--- DATASET EXTRACT ---
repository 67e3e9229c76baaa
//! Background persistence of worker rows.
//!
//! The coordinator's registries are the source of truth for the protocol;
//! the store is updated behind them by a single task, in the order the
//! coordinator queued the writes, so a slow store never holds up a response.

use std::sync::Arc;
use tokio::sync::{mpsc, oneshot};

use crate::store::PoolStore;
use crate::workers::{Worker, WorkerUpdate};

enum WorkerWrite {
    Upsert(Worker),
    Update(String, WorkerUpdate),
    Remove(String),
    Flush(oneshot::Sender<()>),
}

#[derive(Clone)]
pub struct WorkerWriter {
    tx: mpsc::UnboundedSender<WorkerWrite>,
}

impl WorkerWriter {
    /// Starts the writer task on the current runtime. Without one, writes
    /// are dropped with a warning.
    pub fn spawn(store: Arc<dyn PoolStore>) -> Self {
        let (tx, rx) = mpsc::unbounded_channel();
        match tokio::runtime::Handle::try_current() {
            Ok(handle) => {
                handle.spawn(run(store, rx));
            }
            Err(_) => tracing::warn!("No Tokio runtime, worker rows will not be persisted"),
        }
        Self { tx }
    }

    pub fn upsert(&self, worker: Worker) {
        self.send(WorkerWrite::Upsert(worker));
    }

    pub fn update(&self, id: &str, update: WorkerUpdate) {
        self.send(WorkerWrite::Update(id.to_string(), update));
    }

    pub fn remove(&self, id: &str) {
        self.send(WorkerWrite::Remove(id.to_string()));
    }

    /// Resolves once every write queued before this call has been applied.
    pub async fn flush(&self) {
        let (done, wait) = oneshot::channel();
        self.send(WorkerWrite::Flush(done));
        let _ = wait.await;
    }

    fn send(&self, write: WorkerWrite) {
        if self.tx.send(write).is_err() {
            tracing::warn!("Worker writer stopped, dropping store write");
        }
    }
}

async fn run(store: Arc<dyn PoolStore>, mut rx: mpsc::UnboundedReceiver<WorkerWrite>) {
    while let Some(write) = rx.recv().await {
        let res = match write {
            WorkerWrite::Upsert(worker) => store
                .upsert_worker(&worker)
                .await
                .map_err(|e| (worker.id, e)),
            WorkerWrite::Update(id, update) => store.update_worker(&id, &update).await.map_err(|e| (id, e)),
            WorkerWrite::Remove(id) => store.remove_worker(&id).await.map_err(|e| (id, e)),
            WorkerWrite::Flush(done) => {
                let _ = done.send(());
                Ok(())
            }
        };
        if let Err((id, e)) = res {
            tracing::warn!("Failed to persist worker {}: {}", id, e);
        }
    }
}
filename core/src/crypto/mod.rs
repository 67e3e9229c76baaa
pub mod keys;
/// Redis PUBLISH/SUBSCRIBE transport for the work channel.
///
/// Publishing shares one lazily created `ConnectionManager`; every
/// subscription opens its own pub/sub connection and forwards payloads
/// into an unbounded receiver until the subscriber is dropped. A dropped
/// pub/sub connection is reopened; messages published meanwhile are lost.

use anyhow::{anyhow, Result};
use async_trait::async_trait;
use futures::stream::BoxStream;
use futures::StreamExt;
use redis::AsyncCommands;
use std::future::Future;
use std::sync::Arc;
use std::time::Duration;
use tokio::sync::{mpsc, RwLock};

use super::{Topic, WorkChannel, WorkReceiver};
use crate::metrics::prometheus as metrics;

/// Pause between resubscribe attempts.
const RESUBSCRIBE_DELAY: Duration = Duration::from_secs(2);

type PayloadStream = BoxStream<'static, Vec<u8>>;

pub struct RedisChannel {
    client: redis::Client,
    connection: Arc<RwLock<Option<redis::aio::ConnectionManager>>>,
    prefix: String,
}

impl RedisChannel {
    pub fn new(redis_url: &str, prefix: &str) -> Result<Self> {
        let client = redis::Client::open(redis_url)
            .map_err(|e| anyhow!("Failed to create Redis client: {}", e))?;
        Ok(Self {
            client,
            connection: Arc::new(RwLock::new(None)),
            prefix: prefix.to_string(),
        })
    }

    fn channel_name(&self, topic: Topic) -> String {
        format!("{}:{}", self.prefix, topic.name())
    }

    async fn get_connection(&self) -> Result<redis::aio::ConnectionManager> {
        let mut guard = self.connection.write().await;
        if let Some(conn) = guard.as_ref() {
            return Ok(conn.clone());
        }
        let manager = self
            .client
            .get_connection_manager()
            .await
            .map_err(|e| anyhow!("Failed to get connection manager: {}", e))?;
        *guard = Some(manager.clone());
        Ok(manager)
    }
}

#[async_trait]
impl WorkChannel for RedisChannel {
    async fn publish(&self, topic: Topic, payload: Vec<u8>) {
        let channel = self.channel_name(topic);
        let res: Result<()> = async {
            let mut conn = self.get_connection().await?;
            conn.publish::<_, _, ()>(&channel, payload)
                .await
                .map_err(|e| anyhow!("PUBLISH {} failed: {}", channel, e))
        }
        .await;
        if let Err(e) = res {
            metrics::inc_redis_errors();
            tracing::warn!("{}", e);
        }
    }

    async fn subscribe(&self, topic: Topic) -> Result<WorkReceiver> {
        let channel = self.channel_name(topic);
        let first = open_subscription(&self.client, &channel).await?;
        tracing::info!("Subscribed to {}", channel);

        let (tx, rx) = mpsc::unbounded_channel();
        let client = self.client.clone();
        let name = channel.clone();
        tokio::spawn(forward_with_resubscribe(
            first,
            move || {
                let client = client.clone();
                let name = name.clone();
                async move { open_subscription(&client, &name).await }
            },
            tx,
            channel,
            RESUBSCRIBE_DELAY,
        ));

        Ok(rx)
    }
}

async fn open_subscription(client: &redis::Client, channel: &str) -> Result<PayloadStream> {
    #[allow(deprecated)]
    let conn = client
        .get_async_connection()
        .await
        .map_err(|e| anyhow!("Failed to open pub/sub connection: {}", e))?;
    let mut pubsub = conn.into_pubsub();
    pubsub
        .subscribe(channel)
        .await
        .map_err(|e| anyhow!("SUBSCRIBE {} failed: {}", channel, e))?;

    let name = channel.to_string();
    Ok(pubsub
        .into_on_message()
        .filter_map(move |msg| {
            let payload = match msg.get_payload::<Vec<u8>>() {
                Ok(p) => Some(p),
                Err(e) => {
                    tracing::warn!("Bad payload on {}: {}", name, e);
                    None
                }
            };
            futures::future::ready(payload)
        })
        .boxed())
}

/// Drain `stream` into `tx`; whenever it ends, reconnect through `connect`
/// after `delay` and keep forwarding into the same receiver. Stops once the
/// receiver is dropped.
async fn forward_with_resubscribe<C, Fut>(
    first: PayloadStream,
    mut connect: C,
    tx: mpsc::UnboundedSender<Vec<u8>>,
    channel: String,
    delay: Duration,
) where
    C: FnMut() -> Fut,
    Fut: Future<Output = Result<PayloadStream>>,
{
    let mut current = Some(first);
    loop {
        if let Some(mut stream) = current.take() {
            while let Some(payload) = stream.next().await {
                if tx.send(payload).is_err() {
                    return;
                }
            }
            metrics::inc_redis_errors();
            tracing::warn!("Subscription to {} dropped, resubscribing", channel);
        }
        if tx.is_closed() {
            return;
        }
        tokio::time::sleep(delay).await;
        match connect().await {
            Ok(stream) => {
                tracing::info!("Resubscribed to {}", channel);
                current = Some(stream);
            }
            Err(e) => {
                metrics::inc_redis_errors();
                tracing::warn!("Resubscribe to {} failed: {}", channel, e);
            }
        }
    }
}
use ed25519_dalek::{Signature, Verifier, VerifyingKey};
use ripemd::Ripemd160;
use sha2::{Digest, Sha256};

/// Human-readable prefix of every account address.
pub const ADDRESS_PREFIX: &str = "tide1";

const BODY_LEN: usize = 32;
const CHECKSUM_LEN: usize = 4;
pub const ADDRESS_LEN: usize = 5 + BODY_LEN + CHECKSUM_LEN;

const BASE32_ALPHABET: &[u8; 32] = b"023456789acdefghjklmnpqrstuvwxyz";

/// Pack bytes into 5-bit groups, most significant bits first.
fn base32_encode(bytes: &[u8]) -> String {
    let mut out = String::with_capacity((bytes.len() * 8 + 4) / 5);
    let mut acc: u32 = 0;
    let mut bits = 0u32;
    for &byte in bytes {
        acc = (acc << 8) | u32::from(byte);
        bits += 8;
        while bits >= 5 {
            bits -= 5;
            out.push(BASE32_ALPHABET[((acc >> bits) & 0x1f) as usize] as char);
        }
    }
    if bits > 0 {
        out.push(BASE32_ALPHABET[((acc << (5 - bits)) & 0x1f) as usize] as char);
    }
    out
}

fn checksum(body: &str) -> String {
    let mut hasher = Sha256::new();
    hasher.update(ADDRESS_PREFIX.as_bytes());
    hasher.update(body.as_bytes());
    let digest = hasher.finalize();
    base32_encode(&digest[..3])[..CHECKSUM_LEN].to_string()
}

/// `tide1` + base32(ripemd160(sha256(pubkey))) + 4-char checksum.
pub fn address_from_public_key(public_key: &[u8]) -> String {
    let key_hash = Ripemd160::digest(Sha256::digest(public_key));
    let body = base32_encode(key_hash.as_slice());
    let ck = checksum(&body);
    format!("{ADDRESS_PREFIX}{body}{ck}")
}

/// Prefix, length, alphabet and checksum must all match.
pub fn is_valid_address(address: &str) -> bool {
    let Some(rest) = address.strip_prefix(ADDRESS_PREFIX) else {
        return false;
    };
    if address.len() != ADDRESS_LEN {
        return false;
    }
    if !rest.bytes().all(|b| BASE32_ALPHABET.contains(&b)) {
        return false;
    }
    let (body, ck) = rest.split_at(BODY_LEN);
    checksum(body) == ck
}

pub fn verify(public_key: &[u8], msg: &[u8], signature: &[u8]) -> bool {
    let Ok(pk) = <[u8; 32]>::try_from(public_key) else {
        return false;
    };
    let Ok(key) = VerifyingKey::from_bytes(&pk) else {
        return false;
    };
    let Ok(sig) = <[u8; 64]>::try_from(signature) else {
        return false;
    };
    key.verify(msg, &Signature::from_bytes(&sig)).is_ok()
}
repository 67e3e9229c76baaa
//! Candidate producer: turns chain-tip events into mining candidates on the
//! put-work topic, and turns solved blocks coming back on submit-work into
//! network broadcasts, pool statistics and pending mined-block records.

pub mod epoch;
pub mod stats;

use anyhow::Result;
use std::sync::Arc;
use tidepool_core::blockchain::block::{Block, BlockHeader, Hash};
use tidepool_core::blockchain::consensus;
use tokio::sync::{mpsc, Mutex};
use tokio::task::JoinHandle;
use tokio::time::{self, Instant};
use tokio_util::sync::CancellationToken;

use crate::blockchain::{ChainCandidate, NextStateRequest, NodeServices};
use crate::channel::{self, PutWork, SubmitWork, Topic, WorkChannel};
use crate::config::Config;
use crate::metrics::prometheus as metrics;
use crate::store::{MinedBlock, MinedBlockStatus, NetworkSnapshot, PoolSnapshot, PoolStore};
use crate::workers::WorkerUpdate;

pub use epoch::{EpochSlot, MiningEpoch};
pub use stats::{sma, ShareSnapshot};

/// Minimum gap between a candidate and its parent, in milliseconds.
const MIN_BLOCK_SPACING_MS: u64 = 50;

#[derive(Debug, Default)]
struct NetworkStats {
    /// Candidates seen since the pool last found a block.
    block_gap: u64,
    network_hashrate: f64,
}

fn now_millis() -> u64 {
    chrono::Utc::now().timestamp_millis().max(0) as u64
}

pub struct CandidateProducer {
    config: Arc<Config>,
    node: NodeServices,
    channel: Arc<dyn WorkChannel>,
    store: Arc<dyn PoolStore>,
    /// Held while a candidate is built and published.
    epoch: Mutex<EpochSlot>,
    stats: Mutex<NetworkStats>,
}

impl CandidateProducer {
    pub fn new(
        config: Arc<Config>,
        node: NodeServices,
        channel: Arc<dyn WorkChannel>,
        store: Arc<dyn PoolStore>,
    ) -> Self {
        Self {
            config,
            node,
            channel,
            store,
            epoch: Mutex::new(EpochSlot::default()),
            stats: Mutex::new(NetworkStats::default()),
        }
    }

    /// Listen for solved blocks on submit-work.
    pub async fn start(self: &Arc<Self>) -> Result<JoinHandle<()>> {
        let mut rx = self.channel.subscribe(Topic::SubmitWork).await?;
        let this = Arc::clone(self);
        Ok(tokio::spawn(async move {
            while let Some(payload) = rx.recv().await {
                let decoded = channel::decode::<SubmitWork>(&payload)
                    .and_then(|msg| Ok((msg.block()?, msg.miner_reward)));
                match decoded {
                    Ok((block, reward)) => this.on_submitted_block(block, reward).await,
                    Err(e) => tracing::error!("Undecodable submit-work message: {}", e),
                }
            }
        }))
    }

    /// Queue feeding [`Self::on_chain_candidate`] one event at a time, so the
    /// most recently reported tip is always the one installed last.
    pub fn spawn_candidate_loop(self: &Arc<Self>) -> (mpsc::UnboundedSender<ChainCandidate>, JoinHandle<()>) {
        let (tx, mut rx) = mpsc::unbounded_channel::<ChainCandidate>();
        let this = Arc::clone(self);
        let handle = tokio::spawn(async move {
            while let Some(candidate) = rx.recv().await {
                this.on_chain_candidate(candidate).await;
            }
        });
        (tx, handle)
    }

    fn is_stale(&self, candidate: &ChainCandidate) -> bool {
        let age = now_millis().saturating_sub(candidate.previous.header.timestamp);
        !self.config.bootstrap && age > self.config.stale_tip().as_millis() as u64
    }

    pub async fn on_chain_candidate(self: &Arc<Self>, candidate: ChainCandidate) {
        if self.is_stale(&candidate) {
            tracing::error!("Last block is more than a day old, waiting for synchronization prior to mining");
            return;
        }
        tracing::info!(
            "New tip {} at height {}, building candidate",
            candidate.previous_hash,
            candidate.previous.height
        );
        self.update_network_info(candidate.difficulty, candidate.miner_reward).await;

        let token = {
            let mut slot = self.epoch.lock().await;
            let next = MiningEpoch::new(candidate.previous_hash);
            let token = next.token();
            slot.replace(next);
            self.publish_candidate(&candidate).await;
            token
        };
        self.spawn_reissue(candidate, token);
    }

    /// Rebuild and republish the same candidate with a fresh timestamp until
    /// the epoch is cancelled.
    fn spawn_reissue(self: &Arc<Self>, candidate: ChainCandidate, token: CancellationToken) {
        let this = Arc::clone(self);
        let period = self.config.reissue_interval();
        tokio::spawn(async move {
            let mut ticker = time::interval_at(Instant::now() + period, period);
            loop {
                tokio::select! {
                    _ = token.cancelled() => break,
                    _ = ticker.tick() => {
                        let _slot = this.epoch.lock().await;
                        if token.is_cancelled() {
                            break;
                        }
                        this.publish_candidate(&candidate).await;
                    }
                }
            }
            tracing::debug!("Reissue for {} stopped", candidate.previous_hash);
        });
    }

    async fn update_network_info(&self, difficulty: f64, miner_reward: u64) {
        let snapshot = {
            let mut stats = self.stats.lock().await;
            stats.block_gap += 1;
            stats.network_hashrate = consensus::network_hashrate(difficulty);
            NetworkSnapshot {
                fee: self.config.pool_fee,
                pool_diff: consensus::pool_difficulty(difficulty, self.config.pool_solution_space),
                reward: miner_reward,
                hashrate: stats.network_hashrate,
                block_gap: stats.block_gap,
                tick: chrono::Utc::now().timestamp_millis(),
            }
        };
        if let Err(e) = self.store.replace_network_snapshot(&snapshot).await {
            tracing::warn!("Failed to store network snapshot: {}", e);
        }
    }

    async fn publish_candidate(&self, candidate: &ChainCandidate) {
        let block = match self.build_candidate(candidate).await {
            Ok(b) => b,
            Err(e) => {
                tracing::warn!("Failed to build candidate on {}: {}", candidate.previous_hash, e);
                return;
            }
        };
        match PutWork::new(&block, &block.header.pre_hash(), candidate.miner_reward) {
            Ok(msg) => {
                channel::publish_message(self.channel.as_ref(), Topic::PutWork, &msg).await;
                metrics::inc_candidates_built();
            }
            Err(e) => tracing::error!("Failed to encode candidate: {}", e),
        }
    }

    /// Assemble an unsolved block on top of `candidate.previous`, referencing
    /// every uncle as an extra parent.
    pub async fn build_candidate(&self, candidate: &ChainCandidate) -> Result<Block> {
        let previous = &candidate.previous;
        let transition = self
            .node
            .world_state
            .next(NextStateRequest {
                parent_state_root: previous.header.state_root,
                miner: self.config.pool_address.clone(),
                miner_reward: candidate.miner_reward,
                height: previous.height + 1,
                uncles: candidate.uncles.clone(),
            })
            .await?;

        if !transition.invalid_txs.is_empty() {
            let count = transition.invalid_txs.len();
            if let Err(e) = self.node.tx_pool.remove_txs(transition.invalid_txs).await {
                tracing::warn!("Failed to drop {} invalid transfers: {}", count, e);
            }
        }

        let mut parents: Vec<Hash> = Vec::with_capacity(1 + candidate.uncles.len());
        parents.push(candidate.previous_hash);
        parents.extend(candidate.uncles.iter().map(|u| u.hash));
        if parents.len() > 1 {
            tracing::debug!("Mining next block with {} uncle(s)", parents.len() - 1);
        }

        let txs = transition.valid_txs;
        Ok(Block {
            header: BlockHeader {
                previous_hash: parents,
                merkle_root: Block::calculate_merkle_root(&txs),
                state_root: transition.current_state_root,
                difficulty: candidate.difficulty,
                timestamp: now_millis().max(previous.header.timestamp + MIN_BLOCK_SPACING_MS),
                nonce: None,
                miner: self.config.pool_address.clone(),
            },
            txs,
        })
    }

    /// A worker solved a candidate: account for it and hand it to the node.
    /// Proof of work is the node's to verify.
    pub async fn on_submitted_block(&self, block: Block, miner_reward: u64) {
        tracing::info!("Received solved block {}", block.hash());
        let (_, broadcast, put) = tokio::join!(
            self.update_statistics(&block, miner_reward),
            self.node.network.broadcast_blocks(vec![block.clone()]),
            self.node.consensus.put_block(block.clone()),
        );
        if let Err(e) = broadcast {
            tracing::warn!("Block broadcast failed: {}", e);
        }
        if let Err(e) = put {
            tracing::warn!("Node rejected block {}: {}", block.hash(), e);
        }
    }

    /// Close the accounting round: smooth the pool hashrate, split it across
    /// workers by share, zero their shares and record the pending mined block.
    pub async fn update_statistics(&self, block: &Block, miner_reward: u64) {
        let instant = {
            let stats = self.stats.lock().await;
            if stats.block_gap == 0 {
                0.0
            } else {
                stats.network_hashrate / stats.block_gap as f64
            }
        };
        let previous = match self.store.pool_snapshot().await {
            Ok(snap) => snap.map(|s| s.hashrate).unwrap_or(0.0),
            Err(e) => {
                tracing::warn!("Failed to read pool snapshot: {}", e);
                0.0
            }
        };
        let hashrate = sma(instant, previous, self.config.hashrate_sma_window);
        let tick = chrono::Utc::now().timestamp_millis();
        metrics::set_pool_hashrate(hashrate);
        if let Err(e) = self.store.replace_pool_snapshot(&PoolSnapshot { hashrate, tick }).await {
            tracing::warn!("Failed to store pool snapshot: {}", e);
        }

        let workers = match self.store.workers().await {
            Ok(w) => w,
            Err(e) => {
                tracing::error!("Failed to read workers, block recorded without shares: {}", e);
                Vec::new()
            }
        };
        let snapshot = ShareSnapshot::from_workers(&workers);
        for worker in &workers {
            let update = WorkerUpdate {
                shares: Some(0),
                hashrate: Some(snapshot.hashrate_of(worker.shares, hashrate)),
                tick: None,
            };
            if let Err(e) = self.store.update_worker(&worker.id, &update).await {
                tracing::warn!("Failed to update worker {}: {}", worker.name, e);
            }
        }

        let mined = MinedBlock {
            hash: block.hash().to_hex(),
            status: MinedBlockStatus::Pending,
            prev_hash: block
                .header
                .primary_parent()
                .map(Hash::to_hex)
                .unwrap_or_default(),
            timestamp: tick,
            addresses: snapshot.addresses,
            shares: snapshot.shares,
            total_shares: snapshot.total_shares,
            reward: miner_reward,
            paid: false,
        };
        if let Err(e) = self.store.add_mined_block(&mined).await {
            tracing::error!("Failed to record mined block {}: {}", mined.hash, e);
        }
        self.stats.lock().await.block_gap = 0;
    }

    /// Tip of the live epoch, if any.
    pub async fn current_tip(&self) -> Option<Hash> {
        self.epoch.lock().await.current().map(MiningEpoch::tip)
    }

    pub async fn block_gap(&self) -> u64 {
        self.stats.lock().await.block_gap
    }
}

--- TASK REQUIREMENTS ---
On how many lines of the listing does the string "done" occur? Give the number by itself.

--- RESULT FOR THIS EXERCISE ---
4